**Assigned task:** Present each line of the entries below that holds the word "Mutex".

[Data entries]
▽
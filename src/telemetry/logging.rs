//! Logging initialization for applications embedding bounded-pq.
//!
//! The queue itself only emits `tracing` events: a `debug` event when a queue
//! is created and a `trace` event per eviction. Installing a subscriber is the
//! embedding application's choice; [`init_logging`] is a ready-made one.

use std::fs::File;
use std::path::PathBuf;
use std::sync::Mutex;

use thiserror::Error;
use tracing_subscriber::{fmt, layer::SubscriberExt, util::SubscriberInitExt, EnvFilter};

/// Log output format.
#[derive(Debug, Clone, Copy, Default, PartialEq, Eq)]
pub enum LogFormat {
    /// One JSON object per event.
    #[default]
    Json,
    /// Human-readable multi-line output.
    Pretty,
}

/// Logging configuration.
#[derive(Debug, Clone)]
pub struct LogConfig {
    pub format: LogFormat,
    /// `EnvFilter` directive, e.g. `"info"` or `"bounded_pq=trace"`.
    pub level: String,
    /// Write to this file instead of stderr.
    pub output_path: Option<PathBuf>,
}

impl Default for LogConfig {
    fn default() -> Self {
        Self {
            format: LogFormat::Json,
            level: "bounded_pq=info".to_string(),
            output_path: None,
        }
    }
}

#[derive(Debug, Error)]
pub enum LogError {
    #[error("Invalid log filter: {0}")]
    InvalidFilter(String),
    #[error("Failed to open log file: {0}")]
    FileOpen(String),
    #[error("Subscriber already initialized")]
    AlreadyInitialized,
}

/// Install a global tracing subscriber for `config`.
///
/// Fails with [`LogError::AlreadyInitialized`] if any global subscriber is
/// already set.
pub fn init_logging(config: &LogConfig) -> Result<(), LogError> {
    let filter = EnvFilter::try_new(&config.level)
        .map_err(|e| LogError::InvalidFilter(e.to_string()))?;
    let file = config
        .output_path
        .as_ref()
        .map(|path| File::create(path).map_err(|e| LogError::FileOpen(e.to_string())))
        .transpose()?;

    let registry = tracing_subscriber::registry().with(filter);
    let result = match (config.format, file) {
        (LogFormat::Json, Some(file)) => registry
            .with(fmt::layer().json().with_writer(Mutex::new(file)))
            .try_init(),
        (LogFormat::Json, None) => registry.with(fmt::layer().json()).try_init(),
        (LogFormat::Pretty, Some(file)) => registry
            .with(fmt::layer().pretty().with_ansi(false).with_writer(Mutex::new(file)))
            .try_init(),
        (LogFormat::Pretty, None) => registry.with(fmt::layer().pretty()).try_init(),
    };
    result.map_err(|_| LogError::AlreadyInitialized)
}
△
**Response below:**
use std::sync::Mutex;
            .with(fmt::layer().json().with_writer(Mutex::new(file)))
            .with(fmt::layer().pretty().with_ansi(false).with_writer(Mutex::new(file)))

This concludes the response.